Embodying decoloniality within community psychology research and evaluation practices
Abstract
Research and evaluation training and education within Community Psychology varies among the numerous programs with regard to philosophy and approach. We, the authors, were students in their community psychology doctoral program’s first virtual and international cohort due to circumstances related to the global pandemic. While these circumstances provided an opportunity to think outside the box about the educational approach utilized, it was also an extremely stressful and difficult time for everyone, and for some, there may have been comfort in sticking with what was known and familiar.
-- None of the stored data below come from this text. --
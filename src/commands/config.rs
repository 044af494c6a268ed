//! Configuration commands for managing leadboard settings.
//!
//! - `config show`: Display current configuration
//! - `config set`: Set a configuration value
//! - `config get`: Read a single value
//! - `config path`: Print the config file location

use owo_colors::OwoColorize;
use serde_json::json;

use super::print_json;
use crate::config::{Config, SETTABLE_KEYS};
use crate::error::{LeadboardError, Result};

/// Reject keys written with underscores where a dot belongs, e.g. `api_token`.
fn validate_config_key(key: &str) -> Result<&str> {
    if SETTABLE_KEYS.contains(&key) {
        return Ok(key);
    }
    if !key.contains('.')
        && let Some(pos) = key.find('_')
    {
        let dot_version = format!("{}.{}", &key[..pos], &key[pos + 1..]);
        if SETTABLE_KEYS.contains(&dot_version.as_str()) {
            return Err(LeadboardError::Config(format!(
                "invalid config key '{key}'. Use dot notation: '{dot_version}'"
            )));
        }
    }
    Ok(key)
}

pub fn cmd_config_show(json: bool) -> Result<()> {
    let config = Config::load()?;
    let path = Config::config_path();
    let token_configured = config.token().is_some();
    let base_url = config.base_url().ok().map(|u| u.to_string());

    if json {
        return print_json(&json!({
            "config_file": path.to_string_lossy(),
            "api": {
                "base_url": base_url,
                "token_configured": token_configured,
                "page_size": config.api.page_size,
            },
            "query": config.query,
            "resources": config.all_resources().keys().collect::<Vec<_>>(),
        }));
    }

    let mut out = String::new();
    out.push_str(&format!("{}\n\n", "Configuration:".cyan().bold()));

    out.push_str(&format!("{}:\n", "api".cyan()));
    match &base_url {
        Some(url) => out.push_str(&format!("  base_url: {url}\n")),
        None => out.push_str(&format!("  base_url: {}\n", "not configured".dimmed())),
    }
    let token_status = if token_configured {
        "configured".green().to_string()
    } else {
        "not configured".dimmed().to_string()
    };
    out.push_str(&format!("  token: {token_status}\n"));
    if let Some(size) = config.api.page_size {
        out.push_str(&format!("  page_size: {size}\n"));
    }
    out.push('\n');

    out.push_str(&format!("{}:\n", "query".cyan()));
    for key in SETTABLE_KEYS.iter().filter(|k| k.starts_with("query.")) {
        if let Some(value) = config.get(key)? {
            out.push_str(&format!("  {}: {value}\n", &key["query.".len()..]));
        }
    }
    out.push('\n');

    let names: Vec<String> = config.all_resources().into_keys().collect();
    out.push_str(&format!("{}: {}\n\n", "resources".cyan(), names.join(", ")));

    out.push_str(&format!(
        "{}",
        format!("Config file: {}", path.display()).dimmed()
    ));
    println!("{out}");
    Ok(())
}

pub fn cmd_config_set(key: &str, value: &str) -> Result<()> {
    let key = validate_config_key(key)?;
    let mut config = Config::load()?;
    config.set(key, value)?;
    config.save()?;

    match config.get(key)? {
        Some(shown) => println!("Set {} to {}", key.cyan(), shown),
        None => println!("Unset {}", key.cyan()),
    }
    Ok(())
}

pub fn cmd_config_get(key: &str) -> Result<()> {
    let key = validate_config_key(key)?;
    let config = Config::load()?;
    match config.get(key)? {
        Some(value) => println!("{value}"),
        None => println!("{}", "not set".dimmed()),
    }
    Ok(())
}

pub fn cmd_config_path() -> Result<()> {
    println!("{}", Config::config_path().display());
    Ok(())
}
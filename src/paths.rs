use std::path::PathBuf;

/// Returns the leadboard project root directory.
///
/// Honors `LEADBOARD_ROOT`, otherwise `.leadboard` in the working directory.
pub fn leadboard_root() -> PathBuf {
    if let Ok(root) = std::env::var("LEADBOARD_ROOT") {
        PathBuf::from(root)
    } else {
        PathBuf::from(".leadboard")
    }
}

/// Per-user config file, used when no project config exists.
pub fn user_config_path() -> Option<PathBuf> {
    directories::ProjectDirs::from("com", "leadboard", "leadboard")
        .map(|dirs| dirs.config_dir().join("config.yaml"))
}

/// Resolve the config file location.
///
/// Order: `LEADBOARD_CONFIG`, then `<root>/config.yaml` if it exists, then the
/// per-user config path. Falls back to the project path when no user config
/// directory can be determined.
pub fn config_path() -> PathBuf {
    if let Ok(path) = std::env::var("LEADBOARD_CONFIG")
        && !path.is_empty()
    {
        return PathBuf::from(path);
    }

    let project = leadboard_root().join("config.yaml");
    if project.exists() {
        return project;
    }

    user_config_path()
        .filter(|p| p.exists())
        .unwrap_or(project)
}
One of the courses in our program focused on cross-cultural dynamics in a global context, closely examining decoloniality. The teaching approach was emergent, modeling different ways of knowing, being, doing, and learning (e.g., embodiment, self-exploration, and artistic expression) shared by community-centered practitioners from around the world. Given this approach and engagement, the course path was not predictable, and we engaged with our minds, bodies, and spirits. This sometimes unsettling, sometimes refreshing experience, and other aspects of the program, stayed with us and translated into our work as Community Psychologists where we try to decolonize our work and center community members in shaping the work. But our professional lives continue to be embedded within structures and institutions shaped by the Colonial Matrix of Power (Quijano, 2000). We have been exploring and testing how to work differently within (and despite) these restrictions.
Through a reflexive process focusing on our work in Canada, Egypt, México, and the United States, we will unravel the wisdom we gained in our own personal and local contexts. Salma’s approach centers around critically examining the role and influence of capitalism on social change efforts, as well as integrating spirituality and intuition into knowledge creation endeavors. Aaron Stewart’s focus has been on trying to re-exist within traditional research, evaluation, and pedagogical paradigms to understand ways of knowing, being, and doing within local healthy social ecologies. Cari’s evaluation and learning work in Canada explicitly centres love and kindness and the use of stories. We asked ourselves: What kinds of knowledge generation methods we typically use, why, and how we reconcile what we learned in our training about knowledge generation methods with our own embodied knowledge as we do our research and evaluation work, how these methods reflect colonial approaches and the Colonial Matrix of Power, what challenges we face using these methods, and how we adapt them to our local contexts? Based on our individual case studies, we conducted a reflection workshop where we discussed our different experiences and engaged in additional reflexive practices, exploring how to navigate working within knowledge systems and/or navigate delinking and re-existing with them (see Mignolo & Walsh, 2018). We also discussed the doubts we face ourselves as we move away from dominant modes of knowing, being, and doing. We hope insights gained from this individual and collective reflexive case study will lend understanding to decolonizing research and evaluation methods within Community Psychology.